[My-ci] The People Formerly Known as the Employers
Mark Deuze
mdeuze at indiana.edu
Mon Oct 27 12:41:47 CET 2008
http://deuze.blogspot.com/2008/10/people-formerly-known-as-employers.html
with apologies for crosspostings, just wanted to share this piece as a
riff on Jay Rosen's imfamous line from 2006 as a reminder what, in a
cultural and creative industries context, generally tends to happen to
the "creative" part of "industries". more details, updates, edits, and
links can be found at the original post, including acknowledgment of
Leopoldina Fortunati, who inspired this piece in the first place.
The People Formerly Known as the Employers
http://deuze.blogspot.com/2008/10/people-formerly-known-as-employers.html
TPFKATA
In 2006, NYU professor Jay Rosen penned an astute observation about the
changing power relationships in the media industries - and more
specifically, the world of journalism - regarding the impact of
internet. His analysis had the catchy title "The People Formerly Known
as the Audience", and pointed towards a shift in access to reporting
tools (news gathering, editing, and publishing) to what used to be
imagined by newsworkers as the audience. Importantly, it is not just
the tools of reporting now being available to "We the Media" (such as
blogging, podcasting, vodcasting, and other forms of social or "our"

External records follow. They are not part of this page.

//! Live vector index: the same [`IncrementalGraph`] the on-disk ANN
//! segment uses (§4.4), queried and mutated directly while the memtable is
//! open (spec.md §4.6, §9: "use a concurrent graph structure... deletions
//! are logical until flush" — here realized as one `RwLock`-guarded graph
//! rather than a lock-free structure, matching the teacher's single-lock
//! `Memtable` rather than introducing epoch reclamation this crate has no
//! other use for).
//!
//! [`IncrementalGraph`] is keyed by [`SegmentRowId`], but a memtable has no
//! dense row numbering yet, so this module keeps a small
//! `PrimaryKey -> (row, vector)` map scoped to this one column's live
//! graph, used only to resolve search hits back to primary keys and to
//! re-feed live vectors at flush time.

use std::collections::HashMap;
use std::sync::RwLock;

use crate::config::SimilarityFunction;
use crate::pk::{PrimaryKey, PrimaryKeyMap, SegmentRowId};
use crate::vector::graph::{GraphParams, IncrementalGraph};
use crate::vector::VectorIndexWriter;

use super::MemtableIndexError;

struct Inner {
    graph: IncrementalGraph,
    keys: Vec<PrimaryKey>,
    vectors: Vec<Vec<f32>>,
    live: HashMap<PrimaryKey, SegmentRowId>,
}

/// One column's live vector index for one memtable.
pub struct VectorLiveIndex {
    inner: RwLock<Inner>,
}

impl VectorLiveIndex {
    /// Creates an empty live index using the column's configured graph
    /// parameters and similarity function.
    pub fn new(params: GraphParams, similarity: SimilarityFunction) -> Self {
        Self {
            inner: RwLock::new(Inner {
                graph: IncrementalGraph::new(params, similarity),
                keys: Vec::new(),
                vectors: Vec::new(),
                live: HashMap::new(),
            }),
        }
    }

    fn read(&self) -> Result<std::sync::RwLockReadGuard<'_, Inner>, MemtableIndexError> {
        self.inner.read().map_err(|_| MemtableIndexError::Poisoned)
    }

    fn write(&self) -> Result<std::sync::RwLockWriteGuard<'_, Inner>, MemtableIndexError> {
        self.inner.write().map_err(|_| MemtableIndexError::Poisoned)
    }

    /// Inserts `vector` for `pk`, allocating a fresh local row id the
    /// first time this PK is seen in this column. A PK seen again (its
    /// value overwritten) tombstones its previous node before reinserting,
    /// since [`IncrementalGraph::insert`] only dedups bit-identical
    /// vectors, not "this row's previous vector."
    pub fn add(&self, vector: Vec<f32>, pk: PrimaryKey) -> Result<(), MemtableIndexError> {
        let mut guard = self.write()?;
        if let Some(&row) = guard.live.get(&pk) {
            guard.graph.delete(row);
            guard.vectors[row as usize] = vector.clone();
            guard.graph.insert(vector, row)?;
            return Ok(());
        }
        let row = guard.keys.len() as SegmentRowId;
        guard.keys.push(pk.clone());
        guard.vectors.push(vector.clone());
        guard.live.insert(pk, row);
        guard.graph.insert(vector, row)?;
        Ok(())
    }

    /// Logically removes `pk`'s vector (tombstoned, not physically
    /// deleted, so graph connectivity survives — spec.md §9). A re-`add`
    /// of the same PK afterward allocates a fresh row.
    pub fn remove(&self, pk: &PrimaryKey) -> Result<bool, MemtableIndexError> {
        let mut guard = self.write()?;
        match guard.live.remove(pk) {
            Some(row) => Ok(guard.graph.delete(row)),
            None => Ok(false),
        }
    }

    /// Searches the live graph for the `k` nearest neighbors of `query`,
    /// returning primary keys in descending-score order.
    pub fn search(&self, query: &[f32], k: usize, ef: usize) -> Result<Vec<(PrimaryKey, f32)>, MemtableIndexError> {
        let guard = self.read()?;
        let hits = guard.graph.search(query, k, ef, None)?;
        let mut out = Vec::with_capacity(hits.len());
        for (ordinal, score) in hits {
            for &row in guard.graph.rows(ordinal) {
                if let Some(pk) = guard.keys.get(row as usize) {
                    out.push((pk.clone(), score));
                }
            }
        }
        Ok(out)
    }

    /// Every primary key with a currently-live vector, in ascending order.
    pub fn all_primary_keys(&self) -> Result<Vec<PrimaryKey>, MemtableIndexError> {
        let guard = self.read()?;
        let mut out: Vec<PrimaryKey> = guard.live.keys().cloned().collect();
        out.sort();
        Ok(out)
    }

    /// Number of live (non-tombstoned) vector nodes.
    pub fn len(&self) -> Result<usize, MemtableIndexError> {
        Ok(self.read()?.graph.len())
    }

    /// Whether the live graph holds no nodes.
    pub fn is_empty(&self) -> Result<bool, MemtableIndexError> {
        Ok(self.read()?.graph.is_empty())
    }

    /// Feeds every currently-live `(vector, row)` pair into a fresh
    /// [`VectorIndexWriter`], resolving this column's local row ids to
    /// flush-time `segment_row_id`s via `pk_map`. Tombstoned PKs are
    /// dropped, matching spec.md §9's "deletions are logical until flush."
    pub fn seed_writer(
        &self,
        params: GraphParams,
        similarity: SimilarityFunction,
        pk_map: &PrimaryKeyMap,
    ) -> Result<VectorIndexWriter, MemtableIndexError> {
        let guard = self.read()?;
        let mut writer = VectorIndexWriter::new(params, similarity);
        for (pk, &local_row) in &guard.live {
            let vector = guard.vectors[local_row as usize].clone();
            let row = pk_map.row_id(pk).ok_or(MemtableIndexError::UnknownPrimaryKey)?;
            writer.add(vector, row)?;
        }
        Ok(writer)
    }
}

media), but also emerging forms of legal protection (Creative Commons
licensing), and increasing uses of users by professional media
organizations, thereby giving the former audience the semi-official
status as competitor-colleagues.
Examples of deliberately turning the media consumer into (co-) producer
across different creative industries are viral and word-of-mouth (or:
"social") marketing, interactive advertising, computer and videogame
modification SDKs (Software Development Kits such as the Source SDK of
Valve), and citizen journalism, where news organizations indeed call
upon their audiences to reconstitute themselves as journalists - such
as Yo Periodista at Spanish newspaper El Pais, iReport at American
broadcaster CNN, and so on.
Flat Hierarchies
At the heart of this argument is the recognition of a new or modified
power relationship between news users and producers, between amateur
and professional journalists. It can be heralded as a democratization
of media access, as an opening up of the conversation society has with
itself, as a way to get more voices heard in an otherwise rather
hierarchical and exclusive public sphere. In this scenario, some of the
traditional and generally uncontested social power of journalists now
flows towards publics, and potentially makes for a flatter hierarchy in
the publication and dissemination of news and information.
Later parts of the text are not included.